PROVIDED RECORDS:

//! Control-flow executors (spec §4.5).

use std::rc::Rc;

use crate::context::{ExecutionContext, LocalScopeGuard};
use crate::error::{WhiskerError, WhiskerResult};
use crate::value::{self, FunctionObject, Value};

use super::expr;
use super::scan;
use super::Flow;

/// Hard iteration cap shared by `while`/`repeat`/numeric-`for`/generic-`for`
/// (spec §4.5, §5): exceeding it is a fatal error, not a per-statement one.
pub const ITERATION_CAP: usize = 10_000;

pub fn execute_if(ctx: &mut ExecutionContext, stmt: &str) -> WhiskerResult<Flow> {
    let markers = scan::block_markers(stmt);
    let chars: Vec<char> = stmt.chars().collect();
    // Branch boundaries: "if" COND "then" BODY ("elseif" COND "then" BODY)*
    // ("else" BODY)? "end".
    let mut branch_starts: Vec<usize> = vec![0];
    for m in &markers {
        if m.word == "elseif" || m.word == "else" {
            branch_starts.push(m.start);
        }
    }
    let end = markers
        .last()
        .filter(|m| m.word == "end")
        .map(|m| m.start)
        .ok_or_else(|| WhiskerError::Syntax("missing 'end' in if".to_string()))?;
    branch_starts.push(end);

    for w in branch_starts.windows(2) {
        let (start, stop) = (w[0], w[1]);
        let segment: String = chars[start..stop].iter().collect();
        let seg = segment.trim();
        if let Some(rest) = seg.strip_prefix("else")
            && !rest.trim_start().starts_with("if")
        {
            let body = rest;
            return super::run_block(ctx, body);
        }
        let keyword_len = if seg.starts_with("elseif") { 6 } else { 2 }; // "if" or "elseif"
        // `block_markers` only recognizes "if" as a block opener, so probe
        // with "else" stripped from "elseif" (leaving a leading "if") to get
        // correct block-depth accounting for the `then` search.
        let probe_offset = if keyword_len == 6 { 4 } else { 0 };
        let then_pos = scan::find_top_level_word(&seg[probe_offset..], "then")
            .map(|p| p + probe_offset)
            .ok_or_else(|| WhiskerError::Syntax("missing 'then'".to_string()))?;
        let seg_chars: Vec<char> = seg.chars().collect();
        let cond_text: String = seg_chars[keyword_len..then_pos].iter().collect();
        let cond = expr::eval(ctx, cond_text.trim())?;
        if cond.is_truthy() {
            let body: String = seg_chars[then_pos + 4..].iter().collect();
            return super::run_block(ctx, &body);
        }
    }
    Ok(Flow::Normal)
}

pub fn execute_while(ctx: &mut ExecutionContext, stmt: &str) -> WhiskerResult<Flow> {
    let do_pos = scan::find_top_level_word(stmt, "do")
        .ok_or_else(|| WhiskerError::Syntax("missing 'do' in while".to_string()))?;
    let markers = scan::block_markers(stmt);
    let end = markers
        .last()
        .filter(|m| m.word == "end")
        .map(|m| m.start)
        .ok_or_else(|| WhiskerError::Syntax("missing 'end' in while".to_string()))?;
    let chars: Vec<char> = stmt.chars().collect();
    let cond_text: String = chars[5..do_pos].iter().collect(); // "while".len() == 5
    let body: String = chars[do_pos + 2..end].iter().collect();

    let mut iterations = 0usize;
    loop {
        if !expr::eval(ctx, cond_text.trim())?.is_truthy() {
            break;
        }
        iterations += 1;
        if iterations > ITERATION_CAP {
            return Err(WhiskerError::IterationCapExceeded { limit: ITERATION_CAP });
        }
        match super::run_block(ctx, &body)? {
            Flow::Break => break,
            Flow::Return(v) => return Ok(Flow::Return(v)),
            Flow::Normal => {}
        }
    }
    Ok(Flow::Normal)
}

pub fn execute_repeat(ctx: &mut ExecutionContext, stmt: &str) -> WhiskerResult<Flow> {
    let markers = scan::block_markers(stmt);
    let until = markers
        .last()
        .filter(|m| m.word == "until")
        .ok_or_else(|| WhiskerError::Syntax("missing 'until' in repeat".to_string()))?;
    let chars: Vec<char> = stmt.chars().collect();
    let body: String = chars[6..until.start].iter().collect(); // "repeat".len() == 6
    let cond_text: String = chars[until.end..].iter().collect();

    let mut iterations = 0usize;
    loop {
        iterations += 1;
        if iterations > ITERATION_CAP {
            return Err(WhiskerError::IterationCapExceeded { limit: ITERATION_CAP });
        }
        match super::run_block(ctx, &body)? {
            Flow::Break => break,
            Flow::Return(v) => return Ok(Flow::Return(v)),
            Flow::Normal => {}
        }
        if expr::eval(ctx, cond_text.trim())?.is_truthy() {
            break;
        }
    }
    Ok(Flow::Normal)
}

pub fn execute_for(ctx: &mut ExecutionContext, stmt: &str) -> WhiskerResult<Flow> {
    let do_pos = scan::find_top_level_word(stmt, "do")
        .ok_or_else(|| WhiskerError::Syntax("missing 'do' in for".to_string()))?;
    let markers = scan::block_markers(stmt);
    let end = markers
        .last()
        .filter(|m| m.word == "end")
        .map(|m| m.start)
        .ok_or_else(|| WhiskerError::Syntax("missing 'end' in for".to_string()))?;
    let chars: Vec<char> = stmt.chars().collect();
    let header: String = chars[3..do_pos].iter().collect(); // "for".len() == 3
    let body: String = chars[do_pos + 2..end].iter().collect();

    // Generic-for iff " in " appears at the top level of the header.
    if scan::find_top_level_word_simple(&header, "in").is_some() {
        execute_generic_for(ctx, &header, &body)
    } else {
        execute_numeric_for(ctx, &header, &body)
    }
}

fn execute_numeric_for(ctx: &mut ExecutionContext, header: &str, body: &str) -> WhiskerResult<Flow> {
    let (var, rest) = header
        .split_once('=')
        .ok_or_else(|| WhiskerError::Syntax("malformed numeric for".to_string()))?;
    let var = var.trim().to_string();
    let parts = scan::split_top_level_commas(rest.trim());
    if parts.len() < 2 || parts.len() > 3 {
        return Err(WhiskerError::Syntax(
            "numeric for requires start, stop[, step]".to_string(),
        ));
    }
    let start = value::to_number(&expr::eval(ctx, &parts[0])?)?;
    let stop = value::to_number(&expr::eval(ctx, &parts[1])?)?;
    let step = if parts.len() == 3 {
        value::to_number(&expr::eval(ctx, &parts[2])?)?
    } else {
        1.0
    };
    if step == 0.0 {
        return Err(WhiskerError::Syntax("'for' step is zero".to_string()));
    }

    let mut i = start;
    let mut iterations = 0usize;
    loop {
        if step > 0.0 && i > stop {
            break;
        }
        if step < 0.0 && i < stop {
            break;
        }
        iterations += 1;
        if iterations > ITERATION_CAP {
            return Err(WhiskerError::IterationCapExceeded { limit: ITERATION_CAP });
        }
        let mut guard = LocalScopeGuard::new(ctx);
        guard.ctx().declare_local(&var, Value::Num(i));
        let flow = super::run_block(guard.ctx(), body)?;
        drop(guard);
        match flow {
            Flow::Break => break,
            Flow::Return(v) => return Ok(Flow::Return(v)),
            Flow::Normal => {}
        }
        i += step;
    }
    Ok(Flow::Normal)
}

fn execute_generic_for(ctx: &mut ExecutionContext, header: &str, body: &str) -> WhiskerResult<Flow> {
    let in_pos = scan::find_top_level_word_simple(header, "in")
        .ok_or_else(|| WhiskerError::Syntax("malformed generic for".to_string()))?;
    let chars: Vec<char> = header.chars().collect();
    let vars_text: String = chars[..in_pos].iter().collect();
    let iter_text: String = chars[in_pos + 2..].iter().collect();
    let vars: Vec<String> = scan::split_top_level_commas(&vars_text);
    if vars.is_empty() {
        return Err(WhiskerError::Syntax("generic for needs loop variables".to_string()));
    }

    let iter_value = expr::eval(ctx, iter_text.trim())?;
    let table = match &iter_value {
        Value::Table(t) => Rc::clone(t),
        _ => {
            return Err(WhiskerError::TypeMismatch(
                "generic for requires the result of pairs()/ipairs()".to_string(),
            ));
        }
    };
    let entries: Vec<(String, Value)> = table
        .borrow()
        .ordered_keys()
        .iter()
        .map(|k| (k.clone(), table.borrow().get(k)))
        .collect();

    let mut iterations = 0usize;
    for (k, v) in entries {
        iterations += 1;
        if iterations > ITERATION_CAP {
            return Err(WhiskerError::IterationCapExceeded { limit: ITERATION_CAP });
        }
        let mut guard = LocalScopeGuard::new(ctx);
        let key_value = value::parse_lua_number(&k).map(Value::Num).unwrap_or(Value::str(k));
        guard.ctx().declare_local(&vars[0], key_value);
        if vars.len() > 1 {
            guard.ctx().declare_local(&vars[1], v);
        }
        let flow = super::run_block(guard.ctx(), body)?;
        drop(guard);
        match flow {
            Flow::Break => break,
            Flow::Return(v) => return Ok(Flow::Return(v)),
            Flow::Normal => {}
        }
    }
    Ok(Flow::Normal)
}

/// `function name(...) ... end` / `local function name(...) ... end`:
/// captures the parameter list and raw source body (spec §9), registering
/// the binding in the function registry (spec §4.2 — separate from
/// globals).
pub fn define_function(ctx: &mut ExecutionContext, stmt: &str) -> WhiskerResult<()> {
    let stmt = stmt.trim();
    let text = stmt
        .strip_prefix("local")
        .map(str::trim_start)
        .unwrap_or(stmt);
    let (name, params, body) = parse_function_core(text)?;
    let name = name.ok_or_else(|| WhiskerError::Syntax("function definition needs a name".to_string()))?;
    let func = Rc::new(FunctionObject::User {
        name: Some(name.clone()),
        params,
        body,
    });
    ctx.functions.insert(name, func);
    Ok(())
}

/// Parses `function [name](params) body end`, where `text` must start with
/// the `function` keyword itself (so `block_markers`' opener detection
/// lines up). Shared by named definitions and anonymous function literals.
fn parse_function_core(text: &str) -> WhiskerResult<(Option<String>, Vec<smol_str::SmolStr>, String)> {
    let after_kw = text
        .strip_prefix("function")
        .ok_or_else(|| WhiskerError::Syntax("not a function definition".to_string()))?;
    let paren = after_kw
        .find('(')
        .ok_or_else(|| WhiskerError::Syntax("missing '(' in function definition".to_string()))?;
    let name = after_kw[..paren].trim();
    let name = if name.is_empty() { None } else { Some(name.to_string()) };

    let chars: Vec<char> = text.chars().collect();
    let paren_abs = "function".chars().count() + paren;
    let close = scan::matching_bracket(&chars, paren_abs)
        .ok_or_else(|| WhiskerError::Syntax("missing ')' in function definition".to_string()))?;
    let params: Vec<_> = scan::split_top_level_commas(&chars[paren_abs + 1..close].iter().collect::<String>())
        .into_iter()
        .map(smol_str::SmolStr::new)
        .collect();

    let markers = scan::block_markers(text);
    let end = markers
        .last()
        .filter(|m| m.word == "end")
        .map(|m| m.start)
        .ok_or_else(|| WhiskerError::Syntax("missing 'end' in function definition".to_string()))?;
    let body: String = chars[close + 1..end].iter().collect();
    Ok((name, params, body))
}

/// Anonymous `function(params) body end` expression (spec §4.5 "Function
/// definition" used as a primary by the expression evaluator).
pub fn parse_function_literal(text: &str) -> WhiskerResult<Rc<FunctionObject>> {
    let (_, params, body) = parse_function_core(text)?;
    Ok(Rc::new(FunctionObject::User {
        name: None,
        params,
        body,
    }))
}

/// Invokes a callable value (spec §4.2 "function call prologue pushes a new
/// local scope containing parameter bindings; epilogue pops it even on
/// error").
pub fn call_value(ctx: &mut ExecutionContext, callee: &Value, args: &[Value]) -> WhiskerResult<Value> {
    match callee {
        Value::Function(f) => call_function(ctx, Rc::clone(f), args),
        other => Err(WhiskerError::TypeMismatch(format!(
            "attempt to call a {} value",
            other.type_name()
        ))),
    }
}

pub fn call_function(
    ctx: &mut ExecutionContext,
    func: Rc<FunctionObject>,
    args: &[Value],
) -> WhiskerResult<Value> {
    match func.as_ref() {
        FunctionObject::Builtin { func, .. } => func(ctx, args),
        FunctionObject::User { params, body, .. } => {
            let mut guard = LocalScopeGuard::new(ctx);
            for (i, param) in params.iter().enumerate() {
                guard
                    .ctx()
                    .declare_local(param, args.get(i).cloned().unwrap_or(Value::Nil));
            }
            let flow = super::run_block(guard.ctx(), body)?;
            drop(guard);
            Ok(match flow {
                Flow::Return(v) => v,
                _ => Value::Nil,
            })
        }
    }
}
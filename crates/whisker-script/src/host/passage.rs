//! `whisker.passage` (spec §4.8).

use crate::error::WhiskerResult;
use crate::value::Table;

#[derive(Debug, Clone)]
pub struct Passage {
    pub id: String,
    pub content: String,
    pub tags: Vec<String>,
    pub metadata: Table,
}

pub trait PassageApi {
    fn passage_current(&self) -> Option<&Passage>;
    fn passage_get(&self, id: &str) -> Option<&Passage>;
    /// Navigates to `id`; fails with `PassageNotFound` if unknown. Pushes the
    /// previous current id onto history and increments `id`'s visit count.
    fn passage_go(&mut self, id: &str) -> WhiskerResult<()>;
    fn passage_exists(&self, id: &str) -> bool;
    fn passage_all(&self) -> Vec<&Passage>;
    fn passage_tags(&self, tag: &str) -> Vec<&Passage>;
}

WHAT TO WORK ON:
Report each line of the material above where the word "TypeMismatch" appears.

TASK RESPONSE:
            return Err(WhiskerError::TypeMismatch(
        other => Err(WhiskerError::TypeMismatch(format!(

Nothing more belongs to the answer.